Grosso was born in Washington, D.C.[2]

Grosso graduated from Earlham College with a degree in philosophy.[3] Grosso received a J.D. from Georgetown University in 2001.[2] Before attending college, David volunteered helping refugees from El Salvador living in Honduras. He also spent a year as a full-time volunteer building a transitional housing program for homeless women in San Antonio, Texas, where he met his wife, Serra Sippel, also a native Washingtonian and president of the Center for Health and Gender Equity. .

Grosso worked for D.C. Councilmember Sharon Ambrose working as a clerk for the District's Economic Development Committee.[4][5] Grosso worked as Chief Counsel to Congresswoman Eleanor Holmes Norton.[3] Grosso was a vice president of public policy for health insurance carrier CareFirst for several years.[6]

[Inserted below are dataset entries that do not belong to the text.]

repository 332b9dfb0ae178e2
use std::env;

fn main() {
    if let Err(err) = emit_git_variables() {
        println!("cargo:warning=vergen: {err}");
    }

    let version = env::var("VERSION").unwrap_or_else(|_| "latest".to_string());
    println!("cargo:rustc-env=NODE_WATCHER_VERSION={version}");
    println!("cargo:rerun-if-env-changed=VERSION");
}

fn emit_git_variables() -> anyhow::Result<()> {
    let mut builder = vergen_git2::Git2Builder::default();

    builder.sha(true);
    builder.dirty(true);

    let git2 = builder.build()?;

    vergen_git2::Emitter::default()
        .fail_on_error()
        .add_instructions(&git2)?
        .emit()
}
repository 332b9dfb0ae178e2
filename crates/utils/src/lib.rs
pub mod logging;
pub mod version;
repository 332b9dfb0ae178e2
//! provides logging helpers

use std::path::Path;

use tracing::Subscriber;
use tracing_appender::non_blocking::WorkerGuard;
use tracing_appender::rolling::RollingFileAppender;
use tracing_appender::rolling::Rotation;
use tracing_subscriber::filter::{self};
use tracing_subscriber::fmt::layer;
use tracing_subscriber::prelude::*;
use tracing_subscriber::registry;
use tracing_subscriber::registry::LookupSpan;
use tracing_subscriber::Layer;

/// Environment variable pointing at a directory for rolling log files.
pub const LOG_PATH_ENV_VAR: &str = "NODE_WATCHER_LOG_PATH";

const DEFAULT_LOG_PREFIX: &str = "node-watcher.log";

/// Build the fmt layer, writing to a daily rolling file under `log_path` when given,
/// otherwise to stderr.
///
/// The returned guard must be held for as long as logs should be flushed.
pub fn get_fmt_layer<S>(
    log_path: Option<impl AsRef<Path>>,
) -> (Box<dyn Layer<S> + Send + Sync + 'static>, Option<WorkerGuard>)
where
    S: Subscriber + for<'a> LookupSpan<'a>,
{
    let Some(log_path) = log_path else {
        let fmt_layer = layer().with_writer(std::io::stderr).with_target(true);
        return (fmt_layer.boxed(), None);
    };

    let log_path = log_path.as_ref();
    match RollingFileAppender::builder()
        .rotation(Rotation::DAILY)
        .filename_prefix(DEFAULT_LOG_PREFIX)
        .max_log_files(3)
        .build(log_path)
    {
        Ok(appender) => {
            let (writer, guard) = tracing_appender::non_blocking(appender);
            let fmt_layer = layer()
                .with_writer(writer)
                .with_ansi(false)
                .with_target(true);
            (fmt_layer.boxed(), Some(guard))
        }
        Err(err) => {
            eprintln!(
                "failed to create rolling file appender at {}: {err}; falling back to stderr",
                log_path.display()
            );
            let fmt_layer = layer().with_writer(std::io::stderr).with_target(true);
            (fmt_layer.boxed(), None)
        }
    }
}

/// initiate the global tracing subscriber
pub fn init() -> Option<WorkerGuard> {
    let log_path = std::env::var(LOG_PATH_ENV_VAR).ok();
    let (fmt_layer, guard) = get_fmt_layer(log_path);

    let env_filter = filter::EnvFilter::builder()
        .with_default_directive(filter::LevelFilter::INFO.into())
        .from_env_lossy();

    registry().with(fmt_layer.with_filter(env_filter)).init();
    guard
}
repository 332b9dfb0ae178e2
//! Parsing of Kubernetes resource quantities (`500m`, `2Gi`, `1e3`, ...).

use error_stack::Report;

use crate::error::TranslateError;

/// Parse a CPU quantity into cores, supporting the milli-core suffix ("500m").
///
/// # Errors
///
/// - [`TranslateError::InvalidQuantity`] if the value is not a valid quantity
pub fn parse_cpu(value: &str) -> Result<f64, Report<TranslateError>> {
    parse_quantity("cpu", value)
}

/// Parse a memory quantity into bytes.
///
/// Supports the following units:
/// - No suffix: bytes, optionally in exponent form ("1e3")
/// - Binary: "Ki", "Mi", "Gi", "Ti", "Pi", "Ei"
/// - Decimal: "k", "M", "G", "T", "P", "E"
/// - "m": milli-bytes, rounded down
///
/// # Errors
///
/// - [`TranslateError::InvalidQuantity`] if the value is not a valid quantity
pub fn parse_memory(value: &str) -> Result<u64, Report<TranslateError>> {
    let bytes = parse_quantity("memory", value)?;
    Ok(bytes as u64)
}

/// Parse an extended resource count such as `nvidia.com/gpu`.
///
/// # Errors
///
/// - [`TranslateError::InvalidQuantity`] if the value is not a whole number
pub fn parse_count(value: &str) -> Result<u32, Report<TranslateError>> {
    value.trim().parse::<u32>().map_err(|e| {
        Report::new(invalid("gpu", value)).attach_printable(e.to_string())
    })
}

fn parse_quantity(resource: &'static str, value: &str) -> Result<f64, Report<TranslateError>> {
    let value = value.trim();

    // Handle plain numbers, including the exponent form
    if let Ok(number) = value.parse::<f64>() {
        return non_negative(resource, value, number);
    }

    // Find the numeric part and unit part
    let Some(pos) = value.find(|c: char| c.is_ascii_alphabetic()) else {
        return Err(Report::new(invalid(resource, value)));
    };
    let (numeric_part, unit) = value.split_at(pos);

    let numeric_value: f64 = numeric_part.parse::<f64>().map_err(|e| {
        Report::new(invalid(resource, value)).attach_printable(e.to_string())
    })?;

    let multiplier = match unit {
        "m" => 1e-3,
        "k" => 1e3,
        "M" => 1e6,
        "G" => 1e9,
        "T" => 1e12,
        "P" => 1e15,
        "E" => 1e18,
        "Ki" => 1024_f64,
        "Mi" => 1024_f64.powi(2),
        "Gi" => 1024_f64.powi(3),
        "Ti" => 1024_f64.powi(4),
        "Pi" => 1024_f64.powi(5),
        "Ei" => 1024_f64.powi(6),
        _ => {
            return Err(Report::new(invalid(resource, value))
                .attach_printable(format!("Unsupported unit: {unit}")));
        }
    };

    non_negative(resource, value, numeric_value * multiplier)
}

fn non_negative(
    resource: &'static str,
    value: &str,
    number: f64,
) -> Result<f64, Report<TranslateError>> {
    if number.is_finite() && number >= 0.0 {
        Ok(number)
    } else {
        Err(Report::new(invalid(resource, value)))
    }
}

fn invalid(resource: &'static str, value: &str) -> TranslateError {
    TranslateError::InvalidQuantity {
        resource,
        value: value.to_string(),
    }
}
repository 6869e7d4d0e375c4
//! Pure state transitions for the two inbound flows
//!
//! Handlers never talk to the bus or the store. Each one takes the current
//! batch plus the inbound event and returns a [`Transition`]: the record to
//! write back (if any) and the messages to publish once it is written.

mod request;
mod response;

pub use request::process_request;
pub use response::process_outcome;

use bytes::Bytes;

use crate::model::{Batch, BatchStatus, ExecutionEvent};
use crate::Result;

/// Body of an outbound message
#[derive(Debug, Clone, PartialEq)]
pub enum OutboundBody {
    /// `execution.create` dispatch
    Dispatch(ExecutionEvent),
    /// Aggregate done/error with the full batch
    Aggregate(Batch),
}

/// A message to publish
#[derive(Debug, Clone, PartialEq)]
pub struct Outbound {
    pub subject: String,
    pub body: OutboundBody,
}

impl Outbound {
    /// Dispatch message
    pub fn dispatch(subject: impl Into<String>, event: ExecutionEvent) -> Self {
        Self {
            subject: subject.into(),
            body: OutboundBody::Dispatch(event),
        }
    }

    /// Aggregate finalization message
    pub fn aggregate(subject: impl Into<String>, batch: Batch) -> Self {
        Self {
            subject: subject.into(),
            body: OutboundBody::Aggregate(batch),
        }
    }

    /// JSON payload for the bus
    pub fn encode(&self) -> Result<Bytes> {
        let json = match &self.body {
            OutboundBody::Dispatch(event) => serde_json::to_vec(event)?,
            OutboundBody::Aggregate(batch) => serde_json::to_vec(batch)?,
        };
        Ok(Bytes::from(json))
    }
}

/// Result of applying one inbound event
#[derive(Debug, Clone, Default, PartialEq)]
pub struct Transition {
    /// Batch to write back before publishing
    pub persist: Option<Batch>,
    /// Messages to publish, in order
    pub outbound: Vec<Outbound>,
    /// Aggregate verdict if this event finalized the batch
    pub finalized: Option<BatchStatus>,
}

impl Transition {
    /// Number of dispatch messages
    pub fn dispatch_count(&self) -> usize {
        self.outbound
            .iter()
            .filter(|o| matches!(o.body, OutboundBody::Dispatch(_)))
            .count()
    }

    /// The aggregate message, if any
    pub fn aggregate(&self) -> Option<(&str, &Batch)> {
        self.outbound.iter().find_map(|o| match &o.body {
            OutboundBody::Aggregate(batch) => Some((o.subject.as_str(), batch)),
            OutboundBody::Dispatch(_) => None,
        })
    }
}
//! In-process bus backed by one `tokio::sync::broadcast` channel per subject

use std::collections::HashMap;

use async_trait::async_trait;
use bytes::Bytes;
use futures::StreamExt;
use parking_lot::RwLock;
use tokio::sync::broadcast;
use tokio_stream::wrappers::errors::BroadcastStreamRecvError;
use tokio_stream::wrappers::BroadcastStream;
use tracing::{trace, warn};

use crate::bus::{EventBus, Message, Subscription};
use crate::Result;

/// Default buffer capacity of each subject channel
const DEFAULT_CAPACITY: usize = 1024;

/// In-process fan-out bus
///
/// Every subscriber of a subject receives every message published on it
/// after it subscribed. Slow subscribers that fall more than the channel
/// capacity behind lose the oldest messages.
pub struct MemoryBus {
    capacity: usize,
    subjects: RwLock<HashMap<String, broadcast::Sender<Message>>>,
}

impl MemoryBus {
    /// Create a bus with a specific per-subject capacity
    pub fn new(capacity: usize) -> Self {
        Self {
            capacity: capacity.max(1),
            subjects: RwLock::new(HashMap::new()),
        }
    }

    fn sender(&self, subject: &str) -> broadcast::Sender<Message> {
        if let Some(sender) = self.subjects.read().get(subject) {
            return sender.clone();
        }
        self.subjects
            .write()
            .entry(subject.to_string())
            .or_insert_with(|| broadcast::channel(self.capacity).0)
            .clone()
    }
}

impl Default for MemoryBus {
    fn default() -> Self {
        Self::new(DEFAULT_CAPACITY)
    }
}

#[async_trait]
impl EventBus for MemoryBus {
    async fn publish(&self, subject: &str, payload: Bytes) -> Result<()> {
        // A send error only means nobody is listening.
        match self.sender(subject).send(Message::new(subject, payload)) {
            Ok(receivers) => trace!(subject, receivers, "Published"),
            Err(_) => trace!(subject, "Published with no subscribers"),
        }
        Ok(())
    }

    async fn subscribe(&self, subject: &str) -> Result<Subscription> {
        let receiver = self.sender(subject).subscribe();
        let owned_subject = subject.to_string();
        let stream = BroadcastStream::new(receiver).filter_map(move |item| {
            let message = match item {
                Ok(message) => Some(message),
                Err(BroadcastStreamRecvError::Lagged(skipped)) => {
                    warn!(subject = %owned_subject, skipped, "Subscriber lagged, messages dropped");
                    None
                }
            };
            futures::future::ready(message)
        });

        Ok(Subscription::new(subject, stream.boxed()))
    }
}

#[cfg(test)]
mod tests {
    use super::*;
    use std::time::Duration;

    #[tokio::test]
    async fn test_publish_and_receive() {
        let bus = MemoryBus::default();
        let mut subscription = bus.subscribe("execution.create").await.unwrap();

        bus.publish("execution.create", Bytes::from_static(b"{}")).await.unwrap();

        let message = subscription.next().await.unwrap();
        assert_eq!(message.subject, "execution.create");
        assert_eq!(message.payload, Bytes::from_static(b"{}"));
        assert_eq!(subscription.subject(), "execution.create");
    }

    #[tokio::test]
    async fn test_subjects_are_isolated() {
        let bus = MemoryBus::default();
        let mut done = bus.subscribe("executions.create.done").await.unwrap();

        bus.publish("executions.create.error", Bytes::from_static(b"x")).await.unwrap();

        let received = tokio::time::timeout(Duration::from_millis(50), done.next()).await;
        assert!(received.is_err(), "done subscriber must not see error messages");
    }

    #[tokio::test]
    async fn test_publish_without_subscribers_is_dropped() {
        let bus = MemoryBus::default();
        bus.publish("nobody", Bytes::from_static(b"x")).await.unwrap();

        let mut late = bus.subscribe("nobody").await.unwrap();
        let received = tokio::time::timeout(Duration::from_millis(50), late.next()).await;
        assert!(received.is_err());
    }

    #[tokio::test]
    async fn test_fan_out_to_every_subscriber() {
        let bus = MemoryBus::default();
        let mut first = bus.subscribe("s").await.unwrap();
        let mut second = bus.subscribe("s").await.unwrap();

        bus.publish("s", Bytes::from_static(b"1")).await.unwrap();

        assert_eq!(first.next().await.unwrap().payload, Bytes::from_static(b"1"));
        assert_eq!(second.next().await.unwrap().payload, Bytes::from_static(b"1"));
    }

    #[tokio::test]
    async fn test_lagged_subscriber_skips_dropped_messages() {
        let bus = MemoryBus::new(2);
        let mut subscription = bus.subscribe("s").await.unwrap();

        for i in 0..4u8 {
            bus.publish("s", Bytes::from(vec![i])).await.unwrap();
        }

        assert_eq!(subscription.next().await.unwrap().payload, Bytes::from(vec![2u8]));
        assert_eq!(subscription.next().await.unwrap().payload, Bytes::from(vec![3u8]));
    }
}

David and Serra live in the Brookland neighborhood of Ward 5 with their dogs Frida and Diego

2012 District Council Election[edit]

In 2012, David Grosso and six other individuals declared their candidacy for two seats as at-large member of the Council of the District of Columbia.[7] Grosso ran as an independent candidate. In accordance with the District's Home Rule Act, one of the seats up for election that year was reserved for an individual who is not affiliated with the Democratic Party.[7]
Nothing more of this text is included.